老者拨开枝叶,来到了这棵树边,扶着重伤到奄奄一息地卯白坐下,点中了卯白身上三四道重穴,再依照其体内特殊穴脉纹理,从要害处下手,止住了卯白的死势,成功将其从鬼门关勾了回来。
卯白恢复了意识,身上的痛感逐渐恢复,她看着老者,感激地点了点头,说道:“多谢你了,未老,还以为自己要轮回去了。”
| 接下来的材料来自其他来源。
//! The per-port state ring carried by every state packet.
//!
//! Each peer broadcasts its whole ring every poll iteration, so any single
//! packet is enough to recover the last [`DELAY_BUFFER_SIZE`] frames of that
//! peer's inputs. `frame` is the *highest* future frame the sender has
//! committed; slot `frame % DELAY_BUFFER_SIZE` holds that frame's data.
//!
//! The ring also carries the authority's room XOR deltas and at most one
//! core-option mutation per frame; both take effect at the tick boundary of
//! the frame whose slot they occupy.

use zerocopy::{
    FromBytes, FromZeros, Immutable, IntoBytes, KnownLayout,
    byteorder::little_endian::{I16, I64},
};

use crate::room::{PORT_COUNT, Room};

/// Slots in the state ring.
///
/// A ring of 2 is the minimum that supports zero delay: a peer that ticks
/// and immediately sends may deliver frame `f+1` before the receiver has
/// consumed frame `f`, so one committed-but-unconsumed frame must survive a
/// newly arriving one. 8 slots leave room for up to 3 frames of configured
/// delay plus the same send-during-tick headroom.
pub const DELAY_BUFFER_SIZE: usize = 8;

/// Largest configurable input delay.
pub const DELAY_FRAMES_MAX: i64 = (DELAY_BUFFER_SIZE / 2 - 1) as i64;

/// 16-bit input words per port per frame.
pub const INPUT_WORDS: usize = 64;

/// Wire size of a core-option key or value slot.
pub const OPTION_STRING_SIZE: usize = 128;

/// One frame of input for one port.
pub type InputState = [I16; INPUT_WORDS];

/// A keyed configuration mutation taking effect at a specific frame.
///
/// An all-zero key marks the slot empty.
#[repr(C, packed)]
#[derive(Clone, Copy, FromBytes, IntoBytes, KnownLayout, Immutable)]
pub struct CoreOption {
    key: [u8; OPTION_STRING_SIZE],
    value: [u8; OPTION_STRING_SIZE],
}

impl CoreOption {
    /// Wire size (256 bytes).
    pub const SIZE: usize = 2 * OPTION_STRING_SIZE;

    /// Build an option, truncating key and value to their wire slots.
    #[must_use]
    pub fn new(key: &str, value: &str) -> Self {
        let mut option = Self::new_zeroed();
        copy_bounded(&mut option.key, key);
        copy_bounded(&mut option.value, value);
        option
    }

    /// Whether this slot holds no option.
    #[must_use]
    pub fn is_empty(&self) -> bool {
        self.key[0] == 0
    }

    /// Option key up to the first NUL.
    #[must_use]
    pub fn key(&self) -> std::borrow::Cow<'_, str> {
        let end = self.key.iter().position(|&b| b == 0).unwrap_or(self.key.len());
        String::from_utf8_lossy(&self.key[..end])
    }

    /// Option value up to the first NUL.
    #[must_use]
    pub fn value(&self) -> std::borrow::Cow<'_, str> {
        let end = self.value.iter().position(|&b| b == 0).unwrap_or(self.value.len());
        String::from_utf8_lossy(&self.value[..end])
    }
}

impl Default for CoreOption {
    fn default() -> Self {
        Self::new_zeroed()
    }
}

impl PartialEq for CoreOption {
    fn eq(&self, other: &Self) -> bool {
        self.as_bytes() == other.as_bytes()
    }
}

impl Eq for CoreOption {}

impl std::fmt::Debug for CoreOption {
    fn fmt(&self, f: &mut std::fmt::Formatter<'_>) -> std::fmt::Result {
        f.debug_struct("CoreOption")
            .field("key", &self.key())
            .field("value", &self.value())
            .finish()
    }
}

fn copy_bounded(field: &mut [u8], value: &str) {
    let len = value.len().min(field.len() - 1);
    field[..len].copy_from_slice(&value.as_bytes()[..len]);
}

/// One peer's state ring: committed frame head, buffered input plane, room
/// deltas, and option mutations (11 848 bytes on the wire before RLE-8).
#[repr(C, packed)]
#[derive(Clone, Copy, FromBytes, IntoBytes, KnownLayout, Immutable)]
pub struct PortState {
    frame: I64,
    input_state: [[InputState; PORT_COUNT]; DELAY_BUFFER_SIZE],
    room_xor_delta: [Room; DELAY_BUFFER_SIZE],
    core_option: [CoreOption; DELAY_BUFFER_SIZE],
}

impl PortState {
    /// Wire size before RLE-8 encoding.
    pub const SIZE: usize = 8
        + DELAY_BUFFER_SIZE * PORT_COUNT * INPUT_WORDS * 2
        + DELAY_BUFFER_SIZE * Room::SIZE
        + DELAY_BUFFER_SIZE * CoreOption::SIZE;

    /// Ring slot for `frame`.
    #[must_use]
    pub fn slot(frame: i64) -> usize {
        (frame.rem_euclid(DELAY_BUFFER_SIZE as i64)) as usize
    }

    /// Highest future frame with committed inputs.
    #[must_use]
    pub fn frame(&self) -> i64 {
        self.frame.get()
    }

    /// Set the committed frame head.
    pub fn set_frame(&mut self, frame: i64) {
        self.frame = I64::new(frame);
    }

    /// Input words for `port` in ring slot `slot`.
    #[must_use]
    pub fn input(&self, slot: usize, port: usize) -> &InputState {
        &self.input_state[slot][port]
    }

    /// Mutable input words for `port` in ring slot `slot`.
    pub fn input_mut(&mut self, slot: usize, port: usize) -> &mut InputState {
        &mut self.input_state[slot][port]
    }

    /// Room XOR delta committed for the frame in `slot`.
    #[must_use]
    pub fn room_delta(&self, slot: usize) -> &Room {
        &self.room_xor_delta[slot]
    }

    /// Mutable room XOR delta for `slot`.
    pub fn room_delta_mut(&mut self, slot: usize) -> &mut Room {
        &mut self.room_xor_delta[slot]
    }

    /// Core-option mutation committed for the frame in `slot`.
    #[must_use]
    pub fn core_option(&self, slot: usize) -> &CoreOption {
        &self.core_option[slot]
    }

    /// Set the core-option mutation for `slot`.
    pub fn set_core_option(&mut self, slot: usize, option: CoreOption) {
        self.core_option[slot] = option;
    }
}

impl Default for PortState {
    fn default() -> Self {
        Self::new_zeroed()
    }
}

impl std::fmt::Debug for PortState {
    fn fmt(&self, f: &mut std::fmt::Formatter<'_>) -> std::fmt::Result {
        f.debug_struct("PortState").field("frame", &self.frame()).finish_non_exhaustive()
    }
}

#[cfg(test)]
mod tests {
    use super::*;

    #[test]
    fn wire_size() {
        assert_eq!(std::mem::size_of::<PortState>(), PortState::SIZE);
        assert_eq!(PortState::SIZE, 11_848);
        assert_eq!(std::mem::size_of::<CoreOption>(), CoreOption::SIZE);
    }

    #[test]
    fn slot_wraps_by_frame() {
        assert_eq!(PortState::slot(0), 0);
        assert_eq!(PortState::slot(7), 7);
        assert_eq!(PortState::slot(8), 0);
        assert_eq!(PortState::slot(107), 3);
    }

    #[test]
    fn fresh_ring_is_all_zero() {
        let state = PortState::default();
        assert_eq!(state.frame(), 0);
        assert!(state.as_bytes().iter().all(|&b| b == 0));
    }

    #[test]
    fn core_option_empty_and_round_trip() {
        assert!(CoreOption::default().is_empty());
        let option = CoreOption::new("netplay_delay_frames", "2");
        assert!(!option.is_empty());
        assert_eq!(option.key(), "netplay_delay_frames");
        assert_eq!(option.value(), "2");
    }

    #[test]
    fn input_slots_are_independent() {
        let mut state = PortState::default();
        state.input_mut(3, 1)[0] = I16::new(0x55);
        assert_eq!(state.input(3, 1)[0].get(), 0x55);
        assert_eq!(state.input(3, 0)[0].get(), 0);
        assert_eq!(state.input(2, 1)[0].get(), 0);
    }
}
未老仔细打量着卯白的伤口,狐疑道:“谁也暗算不了你,这伤....”
“是戌男。”卯白虚弱道。
未老吃了一惊,嘀咕道:“差点将他给忘了。”又着手医治卯白的内伤,嘴上还问道:“你是如何招惹他到这种地步的?要是杀了你,他也活不成了。”
“他...他发了疯,好像是跟亥子有关?我也不太清楚。”卯白的脸逐渐有了血色,身体更加的痛了。
“亥子在哪?他做了什么?”
“不晓得,戌男突然发了疯,打了我个措手不及。”卯白面上一副悲苦状,而未老对此深信不疑。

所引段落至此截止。